(Source information begins)
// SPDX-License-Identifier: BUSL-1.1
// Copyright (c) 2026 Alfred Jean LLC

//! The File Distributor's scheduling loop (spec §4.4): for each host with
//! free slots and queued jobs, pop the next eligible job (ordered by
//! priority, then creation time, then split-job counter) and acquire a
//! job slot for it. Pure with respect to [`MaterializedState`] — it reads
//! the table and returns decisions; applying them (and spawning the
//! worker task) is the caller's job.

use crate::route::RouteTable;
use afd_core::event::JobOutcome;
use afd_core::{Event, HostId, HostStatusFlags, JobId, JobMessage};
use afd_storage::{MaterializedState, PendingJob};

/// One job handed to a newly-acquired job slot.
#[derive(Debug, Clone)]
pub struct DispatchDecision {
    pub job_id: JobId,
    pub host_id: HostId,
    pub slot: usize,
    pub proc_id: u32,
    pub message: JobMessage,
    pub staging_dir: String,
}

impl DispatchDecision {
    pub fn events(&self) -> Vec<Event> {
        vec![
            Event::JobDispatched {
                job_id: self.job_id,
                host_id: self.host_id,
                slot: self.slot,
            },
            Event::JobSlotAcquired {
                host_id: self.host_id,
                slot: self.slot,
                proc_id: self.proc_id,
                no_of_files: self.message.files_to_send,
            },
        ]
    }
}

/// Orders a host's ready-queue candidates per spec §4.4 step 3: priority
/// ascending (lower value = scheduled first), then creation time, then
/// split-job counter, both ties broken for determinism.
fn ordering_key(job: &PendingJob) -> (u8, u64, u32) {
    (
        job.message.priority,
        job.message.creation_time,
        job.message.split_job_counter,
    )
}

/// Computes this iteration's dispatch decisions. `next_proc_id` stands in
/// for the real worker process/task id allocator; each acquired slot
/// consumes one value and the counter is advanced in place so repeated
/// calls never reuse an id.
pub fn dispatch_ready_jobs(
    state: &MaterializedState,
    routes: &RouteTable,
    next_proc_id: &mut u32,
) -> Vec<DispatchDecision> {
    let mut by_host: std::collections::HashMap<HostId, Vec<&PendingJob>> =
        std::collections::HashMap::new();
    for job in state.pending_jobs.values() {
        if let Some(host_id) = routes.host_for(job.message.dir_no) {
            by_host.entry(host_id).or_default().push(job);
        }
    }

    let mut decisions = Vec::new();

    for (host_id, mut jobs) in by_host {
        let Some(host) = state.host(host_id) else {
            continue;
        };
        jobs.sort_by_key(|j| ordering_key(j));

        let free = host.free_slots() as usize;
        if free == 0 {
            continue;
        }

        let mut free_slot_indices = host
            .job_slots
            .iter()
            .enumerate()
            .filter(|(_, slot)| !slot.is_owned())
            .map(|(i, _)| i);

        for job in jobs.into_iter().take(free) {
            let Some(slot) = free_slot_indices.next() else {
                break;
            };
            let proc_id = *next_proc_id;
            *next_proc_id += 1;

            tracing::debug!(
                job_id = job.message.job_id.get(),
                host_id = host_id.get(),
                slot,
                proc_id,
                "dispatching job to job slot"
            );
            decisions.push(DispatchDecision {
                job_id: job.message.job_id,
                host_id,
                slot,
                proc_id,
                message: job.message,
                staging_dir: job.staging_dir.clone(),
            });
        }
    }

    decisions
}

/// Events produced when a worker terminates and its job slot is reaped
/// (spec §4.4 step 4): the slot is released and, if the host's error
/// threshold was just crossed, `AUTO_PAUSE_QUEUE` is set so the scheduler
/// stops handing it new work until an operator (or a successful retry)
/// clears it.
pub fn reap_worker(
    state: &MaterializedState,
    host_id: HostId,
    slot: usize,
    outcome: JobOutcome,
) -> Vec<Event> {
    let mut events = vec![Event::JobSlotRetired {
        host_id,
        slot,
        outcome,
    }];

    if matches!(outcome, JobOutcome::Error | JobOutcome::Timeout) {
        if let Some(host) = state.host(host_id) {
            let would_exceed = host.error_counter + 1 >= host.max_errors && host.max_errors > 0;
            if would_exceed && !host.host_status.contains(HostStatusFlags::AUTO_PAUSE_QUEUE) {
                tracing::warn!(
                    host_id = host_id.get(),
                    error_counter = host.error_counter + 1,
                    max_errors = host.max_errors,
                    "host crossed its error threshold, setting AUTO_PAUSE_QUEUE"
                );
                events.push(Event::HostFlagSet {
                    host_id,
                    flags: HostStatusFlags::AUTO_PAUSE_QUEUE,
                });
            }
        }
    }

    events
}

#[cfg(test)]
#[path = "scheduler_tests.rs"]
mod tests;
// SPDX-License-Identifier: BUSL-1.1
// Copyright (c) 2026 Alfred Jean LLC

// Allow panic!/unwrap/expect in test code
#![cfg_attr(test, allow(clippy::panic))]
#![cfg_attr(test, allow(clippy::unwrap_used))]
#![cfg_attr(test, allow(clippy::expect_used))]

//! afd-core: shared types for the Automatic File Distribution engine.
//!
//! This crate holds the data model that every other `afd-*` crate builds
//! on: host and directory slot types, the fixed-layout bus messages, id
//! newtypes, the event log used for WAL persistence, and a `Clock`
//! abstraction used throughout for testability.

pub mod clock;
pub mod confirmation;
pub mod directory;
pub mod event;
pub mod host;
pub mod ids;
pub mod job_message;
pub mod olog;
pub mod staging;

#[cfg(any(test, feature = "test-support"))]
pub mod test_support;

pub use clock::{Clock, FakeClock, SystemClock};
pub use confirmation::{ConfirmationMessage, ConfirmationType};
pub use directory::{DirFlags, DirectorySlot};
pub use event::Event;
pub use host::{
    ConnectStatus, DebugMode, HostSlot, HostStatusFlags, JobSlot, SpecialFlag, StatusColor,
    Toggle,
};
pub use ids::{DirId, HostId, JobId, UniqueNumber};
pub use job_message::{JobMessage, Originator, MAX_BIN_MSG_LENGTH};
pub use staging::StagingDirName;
(Source information ends)
(Source information begins)
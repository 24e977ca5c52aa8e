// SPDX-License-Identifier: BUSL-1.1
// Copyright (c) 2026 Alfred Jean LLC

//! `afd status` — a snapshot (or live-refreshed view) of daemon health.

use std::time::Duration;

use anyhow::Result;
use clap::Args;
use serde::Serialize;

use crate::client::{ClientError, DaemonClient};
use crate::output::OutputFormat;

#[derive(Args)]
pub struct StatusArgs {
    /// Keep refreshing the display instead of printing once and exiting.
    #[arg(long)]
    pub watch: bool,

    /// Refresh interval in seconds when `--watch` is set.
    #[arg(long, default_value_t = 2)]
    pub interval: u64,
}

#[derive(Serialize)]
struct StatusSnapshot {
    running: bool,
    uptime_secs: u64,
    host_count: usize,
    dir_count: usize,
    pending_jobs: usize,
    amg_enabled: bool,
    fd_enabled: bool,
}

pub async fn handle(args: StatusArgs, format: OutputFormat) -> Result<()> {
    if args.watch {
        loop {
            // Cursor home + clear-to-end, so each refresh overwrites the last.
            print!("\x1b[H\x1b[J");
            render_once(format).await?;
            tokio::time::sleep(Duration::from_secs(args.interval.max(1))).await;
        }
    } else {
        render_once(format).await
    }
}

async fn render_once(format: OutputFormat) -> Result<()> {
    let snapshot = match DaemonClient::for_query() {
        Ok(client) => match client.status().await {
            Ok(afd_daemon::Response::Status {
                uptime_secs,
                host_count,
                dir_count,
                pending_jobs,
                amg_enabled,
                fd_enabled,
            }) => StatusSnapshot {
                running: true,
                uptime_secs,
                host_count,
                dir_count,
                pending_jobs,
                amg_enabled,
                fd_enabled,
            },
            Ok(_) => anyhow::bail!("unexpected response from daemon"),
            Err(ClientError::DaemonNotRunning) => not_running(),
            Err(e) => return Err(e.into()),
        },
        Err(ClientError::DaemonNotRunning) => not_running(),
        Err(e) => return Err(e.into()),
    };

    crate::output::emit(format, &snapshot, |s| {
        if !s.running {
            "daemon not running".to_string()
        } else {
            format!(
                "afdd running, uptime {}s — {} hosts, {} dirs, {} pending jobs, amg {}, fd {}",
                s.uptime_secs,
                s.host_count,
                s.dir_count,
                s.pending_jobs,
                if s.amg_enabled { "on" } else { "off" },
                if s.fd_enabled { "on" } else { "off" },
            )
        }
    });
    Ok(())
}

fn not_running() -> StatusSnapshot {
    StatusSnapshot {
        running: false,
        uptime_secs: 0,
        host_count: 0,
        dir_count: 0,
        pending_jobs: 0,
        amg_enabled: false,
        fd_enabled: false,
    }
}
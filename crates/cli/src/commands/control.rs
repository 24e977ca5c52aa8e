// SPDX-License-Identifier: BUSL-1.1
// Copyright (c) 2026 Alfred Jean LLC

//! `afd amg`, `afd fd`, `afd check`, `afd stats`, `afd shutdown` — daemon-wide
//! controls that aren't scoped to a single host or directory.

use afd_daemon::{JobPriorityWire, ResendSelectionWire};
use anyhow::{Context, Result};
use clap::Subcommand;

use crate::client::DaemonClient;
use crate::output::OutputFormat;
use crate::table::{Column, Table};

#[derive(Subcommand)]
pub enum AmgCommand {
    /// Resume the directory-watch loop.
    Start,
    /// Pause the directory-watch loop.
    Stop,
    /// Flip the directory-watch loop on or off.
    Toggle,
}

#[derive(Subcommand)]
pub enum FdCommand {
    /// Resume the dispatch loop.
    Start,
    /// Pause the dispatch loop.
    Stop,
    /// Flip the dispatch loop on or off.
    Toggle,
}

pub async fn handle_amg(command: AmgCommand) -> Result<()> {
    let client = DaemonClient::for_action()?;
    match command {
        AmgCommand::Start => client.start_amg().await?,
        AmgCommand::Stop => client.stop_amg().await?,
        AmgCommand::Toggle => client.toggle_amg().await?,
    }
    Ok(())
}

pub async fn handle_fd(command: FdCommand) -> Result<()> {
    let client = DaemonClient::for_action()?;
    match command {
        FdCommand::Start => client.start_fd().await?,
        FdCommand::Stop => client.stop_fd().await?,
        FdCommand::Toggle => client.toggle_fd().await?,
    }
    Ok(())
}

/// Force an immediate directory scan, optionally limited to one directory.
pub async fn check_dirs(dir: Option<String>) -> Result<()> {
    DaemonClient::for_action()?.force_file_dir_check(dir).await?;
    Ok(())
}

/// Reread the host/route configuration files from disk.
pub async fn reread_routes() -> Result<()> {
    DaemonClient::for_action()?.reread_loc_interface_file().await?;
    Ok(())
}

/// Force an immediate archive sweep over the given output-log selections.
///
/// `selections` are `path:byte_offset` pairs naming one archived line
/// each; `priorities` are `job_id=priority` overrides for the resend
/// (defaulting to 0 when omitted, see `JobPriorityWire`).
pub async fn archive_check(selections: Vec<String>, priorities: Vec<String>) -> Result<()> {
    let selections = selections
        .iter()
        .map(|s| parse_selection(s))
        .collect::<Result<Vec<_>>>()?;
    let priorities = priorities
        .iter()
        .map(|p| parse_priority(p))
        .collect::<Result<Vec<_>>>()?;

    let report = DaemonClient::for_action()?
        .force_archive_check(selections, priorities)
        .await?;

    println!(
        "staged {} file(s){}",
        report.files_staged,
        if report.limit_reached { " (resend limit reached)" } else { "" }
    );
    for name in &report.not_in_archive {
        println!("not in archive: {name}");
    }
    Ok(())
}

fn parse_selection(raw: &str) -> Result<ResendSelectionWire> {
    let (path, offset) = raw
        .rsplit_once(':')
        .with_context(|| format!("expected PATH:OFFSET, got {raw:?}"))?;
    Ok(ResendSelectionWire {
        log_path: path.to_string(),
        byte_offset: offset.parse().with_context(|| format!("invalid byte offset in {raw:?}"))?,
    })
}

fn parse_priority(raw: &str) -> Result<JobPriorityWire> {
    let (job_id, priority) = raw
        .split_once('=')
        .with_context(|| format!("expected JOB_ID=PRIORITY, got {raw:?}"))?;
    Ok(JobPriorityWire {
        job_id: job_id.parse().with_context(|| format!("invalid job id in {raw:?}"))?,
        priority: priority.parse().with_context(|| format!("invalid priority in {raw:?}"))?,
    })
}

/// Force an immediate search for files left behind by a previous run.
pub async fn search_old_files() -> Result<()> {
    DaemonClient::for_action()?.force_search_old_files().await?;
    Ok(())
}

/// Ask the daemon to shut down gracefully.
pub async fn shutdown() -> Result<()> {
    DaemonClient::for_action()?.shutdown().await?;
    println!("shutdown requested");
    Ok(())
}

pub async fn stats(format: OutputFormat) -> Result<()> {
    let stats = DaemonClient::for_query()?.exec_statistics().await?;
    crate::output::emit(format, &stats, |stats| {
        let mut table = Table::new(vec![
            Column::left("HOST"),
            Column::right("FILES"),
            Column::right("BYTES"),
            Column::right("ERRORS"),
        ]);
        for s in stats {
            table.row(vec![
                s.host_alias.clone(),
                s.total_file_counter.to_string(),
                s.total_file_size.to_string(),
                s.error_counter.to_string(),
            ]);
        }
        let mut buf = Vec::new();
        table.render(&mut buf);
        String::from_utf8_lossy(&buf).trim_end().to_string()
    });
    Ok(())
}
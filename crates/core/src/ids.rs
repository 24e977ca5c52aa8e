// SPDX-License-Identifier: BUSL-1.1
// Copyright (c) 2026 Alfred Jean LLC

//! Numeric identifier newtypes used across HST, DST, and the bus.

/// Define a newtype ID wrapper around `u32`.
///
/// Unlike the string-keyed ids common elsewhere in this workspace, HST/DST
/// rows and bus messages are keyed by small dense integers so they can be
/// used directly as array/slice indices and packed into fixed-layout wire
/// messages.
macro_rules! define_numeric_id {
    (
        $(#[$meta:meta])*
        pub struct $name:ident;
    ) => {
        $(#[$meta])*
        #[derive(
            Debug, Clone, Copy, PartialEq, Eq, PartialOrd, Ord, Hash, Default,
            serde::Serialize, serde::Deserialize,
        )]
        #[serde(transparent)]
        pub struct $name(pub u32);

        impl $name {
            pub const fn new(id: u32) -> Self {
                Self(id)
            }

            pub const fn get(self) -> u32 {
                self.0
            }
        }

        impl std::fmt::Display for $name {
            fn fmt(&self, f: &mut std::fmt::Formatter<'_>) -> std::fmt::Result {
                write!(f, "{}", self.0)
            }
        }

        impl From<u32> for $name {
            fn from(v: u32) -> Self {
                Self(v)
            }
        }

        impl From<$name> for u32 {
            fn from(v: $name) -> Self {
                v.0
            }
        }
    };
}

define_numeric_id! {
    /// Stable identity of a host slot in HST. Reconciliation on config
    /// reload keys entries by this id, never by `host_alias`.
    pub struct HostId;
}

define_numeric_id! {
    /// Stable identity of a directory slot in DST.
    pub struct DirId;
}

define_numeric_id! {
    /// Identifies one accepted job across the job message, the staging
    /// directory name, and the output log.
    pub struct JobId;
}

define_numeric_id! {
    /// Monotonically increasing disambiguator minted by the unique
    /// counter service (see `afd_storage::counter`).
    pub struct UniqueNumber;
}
(Source information ends)
(Source information begins)
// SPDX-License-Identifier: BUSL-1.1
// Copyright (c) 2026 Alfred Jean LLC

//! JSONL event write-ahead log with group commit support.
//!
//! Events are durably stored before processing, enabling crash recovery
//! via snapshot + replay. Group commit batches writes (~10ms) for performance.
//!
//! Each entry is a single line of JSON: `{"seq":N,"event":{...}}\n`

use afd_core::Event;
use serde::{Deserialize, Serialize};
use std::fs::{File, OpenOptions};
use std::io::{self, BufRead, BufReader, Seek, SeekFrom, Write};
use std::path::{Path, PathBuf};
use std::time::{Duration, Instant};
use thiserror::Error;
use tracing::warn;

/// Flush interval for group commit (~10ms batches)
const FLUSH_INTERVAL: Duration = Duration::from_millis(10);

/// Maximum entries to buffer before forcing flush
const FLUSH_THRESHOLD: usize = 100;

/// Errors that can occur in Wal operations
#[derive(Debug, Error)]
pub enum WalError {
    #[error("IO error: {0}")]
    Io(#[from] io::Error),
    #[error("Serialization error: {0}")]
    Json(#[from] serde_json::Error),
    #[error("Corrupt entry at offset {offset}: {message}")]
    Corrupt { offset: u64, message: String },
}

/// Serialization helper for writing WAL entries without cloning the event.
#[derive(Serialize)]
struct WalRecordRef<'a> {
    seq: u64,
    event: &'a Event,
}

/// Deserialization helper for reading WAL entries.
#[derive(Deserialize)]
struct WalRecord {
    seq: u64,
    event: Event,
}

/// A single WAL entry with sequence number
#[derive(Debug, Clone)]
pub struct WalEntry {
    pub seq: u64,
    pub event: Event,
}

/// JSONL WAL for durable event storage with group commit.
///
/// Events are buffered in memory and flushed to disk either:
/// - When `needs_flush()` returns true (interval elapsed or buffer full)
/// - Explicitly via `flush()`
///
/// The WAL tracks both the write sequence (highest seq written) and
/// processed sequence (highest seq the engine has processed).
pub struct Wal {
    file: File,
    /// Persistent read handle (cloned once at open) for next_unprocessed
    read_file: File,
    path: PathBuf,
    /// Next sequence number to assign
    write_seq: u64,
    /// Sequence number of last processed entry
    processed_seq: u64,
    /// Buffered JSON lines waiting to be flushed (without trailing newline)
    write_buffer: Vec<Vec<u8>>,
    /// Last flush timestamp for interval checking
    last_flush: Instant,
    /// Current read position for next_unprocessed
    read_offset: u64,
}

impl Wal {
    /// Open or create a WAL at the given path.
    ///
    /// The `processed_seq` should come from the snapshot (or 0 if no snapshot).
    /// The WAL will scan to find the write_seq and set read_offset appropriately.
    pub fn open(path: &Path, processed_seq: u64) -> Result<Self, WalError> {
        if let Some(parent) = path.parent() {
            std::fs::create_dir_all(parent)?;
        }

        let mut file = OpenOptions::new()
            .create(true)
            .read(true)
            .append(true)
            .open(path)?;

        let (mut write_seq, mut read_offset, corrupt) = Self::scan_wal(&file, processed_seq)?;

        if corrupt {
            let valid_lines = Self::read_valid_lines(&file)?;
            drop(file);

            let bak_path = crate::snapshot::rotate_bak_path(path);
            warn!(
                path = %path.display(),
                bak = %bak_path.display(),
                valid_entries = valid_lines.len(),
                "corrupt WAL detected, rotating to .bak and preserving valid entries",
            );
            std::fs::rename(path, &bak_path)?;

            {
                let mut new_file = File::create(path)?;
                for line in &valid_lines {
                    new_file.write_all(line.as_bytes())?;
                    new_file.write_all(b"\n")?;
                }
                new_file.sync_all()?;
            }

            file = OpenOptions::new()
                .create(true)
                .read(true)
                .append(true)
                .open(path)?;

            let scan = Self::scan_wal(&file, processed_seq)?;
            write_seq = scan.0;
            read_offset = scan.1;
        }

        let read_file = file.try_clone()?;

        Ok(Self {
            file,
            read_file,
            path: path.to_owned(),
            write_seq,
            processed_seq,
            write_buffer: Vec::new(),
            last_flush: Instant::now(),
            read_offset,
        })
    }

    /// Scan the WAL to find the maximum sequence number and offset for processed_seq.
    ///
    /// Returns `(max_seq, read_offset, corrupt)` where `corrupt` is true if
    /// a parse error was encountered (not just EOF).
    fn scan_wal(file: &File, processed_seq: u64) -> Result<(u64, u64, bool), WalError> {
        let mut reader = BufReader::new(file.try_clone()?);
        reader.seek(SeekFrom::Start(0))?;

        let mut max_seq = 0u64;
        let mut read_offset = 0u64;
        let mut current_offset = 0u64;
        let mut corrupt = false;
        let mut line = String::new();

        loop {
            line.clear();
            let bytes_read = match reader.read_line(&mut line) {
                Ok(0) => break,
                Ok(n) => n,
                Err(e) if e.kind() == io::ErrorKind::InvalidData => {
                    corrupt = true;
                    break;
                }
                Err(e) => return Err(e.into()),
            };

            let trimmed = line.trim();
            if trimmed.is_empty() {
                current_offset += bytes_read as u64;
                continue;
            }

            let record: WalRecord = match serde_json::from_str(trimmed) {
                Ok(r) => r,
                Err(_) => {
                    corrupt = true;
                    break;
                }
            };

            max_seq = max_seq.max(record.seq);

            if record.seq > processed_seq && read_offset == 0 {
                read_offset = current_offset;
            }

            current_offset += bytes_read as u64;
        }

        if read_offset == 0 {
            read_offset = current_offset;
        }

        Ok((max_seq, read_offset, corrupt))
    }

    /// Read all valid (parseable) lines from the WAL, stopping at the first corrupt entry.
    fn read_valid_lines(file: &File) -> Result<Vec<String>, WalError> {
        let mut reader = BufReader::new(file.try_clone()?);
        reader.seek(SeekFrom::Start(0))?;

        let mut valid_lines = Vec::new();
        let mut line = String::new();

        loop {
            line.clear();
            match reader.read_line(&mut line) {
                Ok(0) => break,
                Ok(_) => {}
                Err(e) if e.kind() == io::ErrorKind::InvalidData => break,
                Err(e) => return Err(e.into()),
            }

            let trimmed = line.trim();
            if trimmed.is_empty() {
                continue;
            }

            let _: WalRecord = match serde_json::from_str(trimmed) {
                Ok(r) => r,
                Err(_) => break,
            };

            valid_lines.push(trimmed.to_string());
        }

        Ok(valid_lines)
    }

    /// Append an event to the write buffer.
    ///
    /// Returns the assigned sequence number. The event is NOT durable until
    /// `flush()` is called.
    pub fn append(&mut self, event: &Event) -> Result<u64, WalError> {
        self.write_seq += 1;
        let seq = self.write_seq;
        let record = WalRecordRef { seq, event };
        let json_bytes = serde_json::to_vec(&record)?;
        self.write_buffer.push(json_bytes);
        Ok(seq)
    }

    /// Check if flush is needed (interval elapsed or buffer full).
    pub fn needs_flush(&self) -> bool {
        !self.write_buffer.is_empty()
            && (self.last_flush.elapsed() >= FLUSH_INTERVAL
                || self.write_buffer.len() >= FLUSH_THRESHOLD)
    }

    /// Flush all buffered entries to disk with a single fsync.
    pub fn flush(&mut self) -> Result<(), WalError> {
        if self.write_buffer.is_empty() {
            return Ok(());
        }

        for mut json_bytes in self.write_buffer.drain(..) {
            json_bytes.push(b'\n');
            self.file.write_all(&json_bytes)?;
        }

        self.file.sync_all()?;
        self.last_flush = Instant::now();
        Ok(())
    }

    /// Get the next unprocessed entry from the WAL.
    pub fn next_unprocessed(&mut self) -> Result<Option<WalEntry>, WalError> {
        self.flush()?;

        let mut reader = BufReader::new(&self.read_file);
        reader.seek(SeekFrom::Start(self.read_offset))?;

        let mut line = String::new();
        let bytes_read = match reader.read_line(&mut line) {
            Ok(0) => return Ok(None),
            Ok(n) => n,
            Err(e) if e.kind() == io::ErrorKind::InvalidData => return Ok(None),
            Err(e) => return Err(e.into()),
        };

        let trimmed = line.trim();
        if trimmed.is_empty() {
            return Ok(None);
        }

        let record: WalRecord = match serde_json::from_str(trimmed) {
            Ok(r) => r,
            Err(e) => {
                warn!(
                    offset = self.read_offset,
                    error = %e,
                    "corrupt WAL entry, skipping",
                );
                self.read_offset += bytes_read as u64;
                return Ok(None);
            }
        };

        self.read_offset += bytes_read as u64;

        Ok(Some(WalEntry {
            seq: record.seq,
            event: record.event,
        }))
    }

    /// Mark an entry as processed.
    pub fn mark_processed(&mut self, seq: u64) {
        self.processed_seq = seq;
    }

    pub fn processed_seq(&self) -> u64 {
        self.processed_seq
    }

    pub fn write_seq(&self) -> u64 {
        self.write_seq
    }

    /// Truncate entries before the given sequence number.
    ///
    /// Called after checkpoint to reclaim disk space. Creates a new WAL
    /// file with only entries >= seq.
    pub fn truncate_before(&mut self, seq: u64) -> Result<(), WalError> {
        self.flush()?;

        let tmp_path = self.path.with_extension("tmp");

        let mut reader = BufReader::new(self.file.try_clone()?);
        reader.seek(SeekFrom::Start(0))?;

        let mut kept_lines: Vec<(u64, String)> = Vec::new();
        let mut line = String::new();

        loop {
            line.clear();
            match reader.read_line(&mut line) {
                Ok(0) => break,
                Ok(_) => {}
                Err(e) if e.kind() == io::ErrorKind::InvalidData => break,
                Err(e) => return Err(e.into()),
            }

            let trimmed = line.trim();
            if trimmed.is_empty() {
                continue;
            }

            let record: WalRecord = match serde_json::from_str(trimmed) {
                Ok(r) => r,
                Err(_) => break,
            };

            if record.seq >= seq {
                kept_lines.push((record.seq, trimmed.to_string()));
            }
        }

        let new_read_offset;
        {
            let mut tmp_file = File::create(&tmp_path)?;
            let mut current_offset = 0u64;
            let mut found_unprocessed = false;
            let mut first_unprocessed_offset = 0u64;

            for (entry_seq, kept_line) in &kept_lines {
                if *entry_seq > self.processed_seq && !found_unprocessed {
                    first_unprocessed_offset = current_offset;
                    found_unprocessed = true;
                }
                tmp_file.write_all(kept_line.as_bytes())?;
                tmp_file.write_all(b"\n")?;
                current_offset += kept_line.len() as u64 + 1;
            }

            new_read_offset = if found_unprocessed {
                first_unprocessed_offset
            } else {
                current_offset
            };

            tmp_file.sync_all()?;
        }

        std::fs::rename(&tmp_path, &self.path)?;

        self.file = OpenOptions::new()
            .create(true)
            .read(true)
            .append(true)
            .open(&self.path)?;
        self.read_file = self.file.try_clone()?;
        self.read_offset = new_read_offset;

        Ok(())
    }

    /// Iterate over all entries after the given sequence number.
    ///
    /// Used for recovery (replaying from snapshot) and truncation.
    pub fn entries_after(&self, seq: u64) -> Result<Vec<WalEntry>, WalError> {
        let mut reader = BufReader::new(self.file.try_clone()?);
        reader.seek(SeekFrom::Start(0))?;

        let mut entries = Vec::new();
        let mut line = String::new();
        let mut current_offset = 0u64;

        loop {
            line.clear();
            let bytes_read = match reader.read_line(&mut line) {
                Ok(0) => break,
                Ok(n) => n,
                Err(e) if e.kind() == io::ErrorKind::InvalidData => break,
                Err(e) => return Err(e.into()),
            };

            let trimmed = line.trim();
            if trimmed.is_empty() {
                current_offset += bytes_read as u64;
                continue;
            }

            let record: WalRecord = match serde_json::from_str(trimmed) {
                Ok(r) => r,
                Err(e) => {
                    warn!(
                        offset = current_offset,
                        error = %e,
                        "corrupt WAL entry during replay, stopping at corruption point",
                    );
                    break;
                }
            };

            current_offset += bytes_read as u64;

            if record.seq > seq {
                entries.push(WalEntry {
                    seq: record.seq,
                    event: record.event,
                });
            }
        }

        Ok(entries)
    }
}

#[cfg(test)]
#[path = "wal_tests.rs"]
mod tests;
(Source information ends)
[Try it]:
Among the entries, how many lines carry "ClientError"? Reply with a number and nothing else.

[Written response]:
3